The Best Analysis of Fast Five

2012 January 6

I haven’t posted on here in forever and in an attempt to get me started again, I’m going to let someone else do the writing for me. I read a review — more like an essay, really — in the magazine Film Quarterly about Fast Five, Contagion, and The Rise of the Planet of the Apes. In addition to being another source of praise for the last movie, it provided the most ridiculous critique of the final chase scene of the first. I took pictures of the paragraphs, but I’ll write them out here just to feel like I’m writing even though I’m only transcribing.

But what if we have been thinking of this all wrong, and the entire movie is just a pretext for something else altogether? It may be narrative idiocy of the first water — but it is, we must admit, the single best cinematic representation of the global financial crisis yet contrived, immeasurably better than Inside Job or Capitalism: A Love Story.
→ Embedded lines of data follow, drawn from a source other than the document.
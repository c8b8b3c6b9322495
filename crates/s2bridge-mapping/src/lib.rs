//! Mapping primitives for s2bridge.
//!
//! The building blocks every entity codec and builder is composed from:
//!
//! - **Presence** ([`probe`]): "was this optional field set?", distinct
//!   from "is it the default value?".
//! - **Validation** ([`validate`]): pure precondition checks shared by
//!   decoders and builders.
//! - **Variants** ([`OneOf`], [`variant`]): exactly-one-of resolution for
//!   mutually exclusive fields.
//! - **Collections** ([`Set`], [`Sequence`], [`collection`]): set vs.
//!   sequence rules for repeated fields.
//! - **Lookup** ([`Lookup`], [`StaticTable`]): injected identifier tables.
//! - **Errors** ([`MappingError`]).
//!
//! Nothing here knows about any particular entity.

pub mod collection;
mod error;
mod lookup;
mod presence;
pub mod validate;
pub mod variant;

pub use collection::{CollectionKind, Repeated, Sequence, Set};
pub use error::MappingError;
pub use lookup::{Identified, Lookup, StaticTable, resolve};
pub use presence::{probe, probe_required};
pub use validate::Optionality;
pub use variant::OneOf;
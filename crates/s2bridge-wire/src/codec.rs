//! Byte codecs for wire messages.
//!
//! A [`Codec`] turns a wire message into bytes and back. The mapping layer
//! above never sees bytes; it works on already-decoded wire messages. The
//! codec exists so callers (and tests) can move wire messages in and out of
//! a serialized form without picking a format themselves.
//!
//! [`JsonCodec`] is the only implementation today. It is human-readable,
//! which makes fixtures easy to write and failures easy to read.

use serde::{Serialize, de::DeserializeOwned};

use crate::ProtocolError;

/// A codec that can encode wire messages to bytes and decode bytes back.
///
/// ## Trait bounds explained
///
/// - `Send + Sync`: one codec value can be shared between threads. A
///   client that reads responses on one thread and writes requests on
///   another keeps a single codec for both.
/// - `'static`: the codec borrows nothing. It can live in a long-lived
///   connection object or a `static` without lifetime plumbing.
///
/// ## Generic methods
///
/// `encode` and `decode` are generic over the message type, so one codec
/// serves every wire message:
/// - `encode<T: Serialize>`: any message can be turned into bytes.
/// - `decode<T: DeserializeOwned>`: any message can be built from bytes.
///
/// `DeserializeOwned` (rather than `Deserialize<'de>`) means the decoded
/// message owns its strings and pixel buffers. The input bytes can be
/// dropped or reused as soon as `decode` returns.
pub trait Codec: Send + Sync + 'static {
    /// Serializes a wire message into bytes.
    ///
    /// # Errors
    /// Returns `ProtocolError::Encode` if serialization fails.
    fn encode<T: Serialize>(&self, value: &T) -> Result<Vec<u8>, ProtocolError>;

    /// Deserializes bytes back into a wire message.
    ///
    /// # Errors
    /// Returns `ProtocolError::Decode` if the bytes are malformed,
    /// truncated, or don't match the expected shape.
    fn decode<T: DeserializeOwned>(&self, data: &[u8]) -> Result<T, ProtocolError>;
}

// ---------------------------------------------------------------------------
// JsonCodec
// ---------------------------------------------------------------------------

/// A [`Codec`] that uses JSON (via `serde_json`).
///
/// Absent optional fields may be written either as a missing key or as
/// `null`; both decode to an unset field. Encoding writes `null`.
///
/// This is behind the `json` feature flag (enabled by default).
///
/// ## Example
///
/// ```rust
/// use s2bridge_wire::{Codec, JsonCodec, MapState};
///
/// let codec = JsonCodec;
/// let map: MapState = codec.decode(br#"{"visibility": null}"#).unwrap();
/// assert!(!map.has_visibility());
/// assert!(!map.has_creep());
///
/// let bytes = codec.encode(&map).unwrap();
/// let again: MapState = codec.decode(&bytes).unwrap();
/// assert_eq!(map, again);
/// ```
#[cfg(feature = "json")]
#[derive(Debug, Clone, Copy, Default)]
pub struct JsonCodec;

#[cfg(feature = "json")]
impl Codec for JsonCodec {
    fn encode<T: Serialize>(&self, value: &T) -> Result<Vec<u8>, ProtocolError> {
        serde_json::to_vec(value).map_err(ProtocolError::Encode)
    }

    fn decode<T: DeserializeOwned>(&self, data: &[u8]) -> Result<T, ProtocolError> {
        serde_json::from_slice(data).map_err(ProtocolError::Decode)
    }
}
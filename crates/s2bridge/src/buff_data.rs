//! Static data about a buff, as listed in the engine's data tables.

use s2bridge_mapping::{MappingError, probe_required, resolve};
use s2bridge_wire as wire;

use crate::{Buff, Catalog, WireCodec};

#[derive(Debug, Clone, PartialEq, Eq, Hash)]
pub struct BuffData {
    buff: Buff,
    name: String,
}

impl BuffData {
    pub fn new(buff: Buff, name: impl Into<String>) -> Self {
        Self {
            buff,
            name: name.into(),
        }
    }

    pub fn buff(&self) -> &Buff {
        &self.buff
    }

    /// The display name reported by the engine. May differ from the
    /// catalog's name for the same buff.
    pub fn name(&self) -> &str {
        &self.name
    }
}

impl WireCodec for BuffData {
    type Wire = wire::BuffData;
    const ENTITY: &'static str = "buff data";

    fn decode<C: Catalog + ?Sized>(msg: &Self::Wire, catalog: &C) -> Result<Self, MappingError> {
        type W = wire::BuffData;

        let buff_id = probe_required(msg, "buff", W::has_buff_id, W::buff_id)?;
        let name = probe_required(msg, "name", W::has_name, W::name)?;
        Ok(Self {
            buff: resolve::<Buff, _>(catalog, "buff", buff_id.into())?,
            name: name.to_owned(),
        })
    }

    fn encode(&self) -> Self::Wire {
        wire::BuffData {
            buff_id: Some(self.buff.id()),
            name: Some(self.name.clone()),
        }
    }
}
//! Error types for the wire layer.
//!
//! These only cover turning bytes into wire messages and back. A wire
//! message that parses but violates a domain rule is not a wire error; that
//! is reported by the mapping layer.

/// Errors that can occur while encoding or decoding wire bytes.
#[derive(Debug, thiserror::Error)]
pub enum ProtocolError {
    /// Serialization of a wire message failed.
    #[cfg(feature = "json")]
    #[error("encode failed: {0}")]
    Encode(serde_json::Error),

    /// The bytes are not a well-formed wire message of the expected shape.
    #[cfg(feature = "json")]
    #[error("decode failed: {0}")]
    Decode(serde_json::Error),
}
A weaponized concentration of capital seems to be dragged about by supermen; it is in fact dragging them around, laying waste to the world before it, destroying houses and urban centers and bodies as it races for safety — before recognizing that there is no safety and it should just turn violently on its pursuers in a festival of destruction.

In the textbook definition, capital is generally self-valorizing value; in a crisis it is inverted, and becomes self-annihilating value. The supermoney that seemed to run the world is revealed as “fictitious capital,” unrealized and finally unrealizable, but still in its auto-destruction capable of laying low the world around it. Which explains what would otherwise be the most intolerable plot device. In the end, it turns out that Dom and Brian have been hauling the fake vault through the city, while the actual box is spirited away, loot enclosed. As a scheme, it’s ludricous. As a reading of crisis in the world system, it’s immaculate — as if Hollywood had come to an intimate knowledge of volume 3 of Capital without reading, simply by bathing in the current of world money — and should complete the contemporary genre. I am seriously considering renaming this column “The Marx and the Furious.”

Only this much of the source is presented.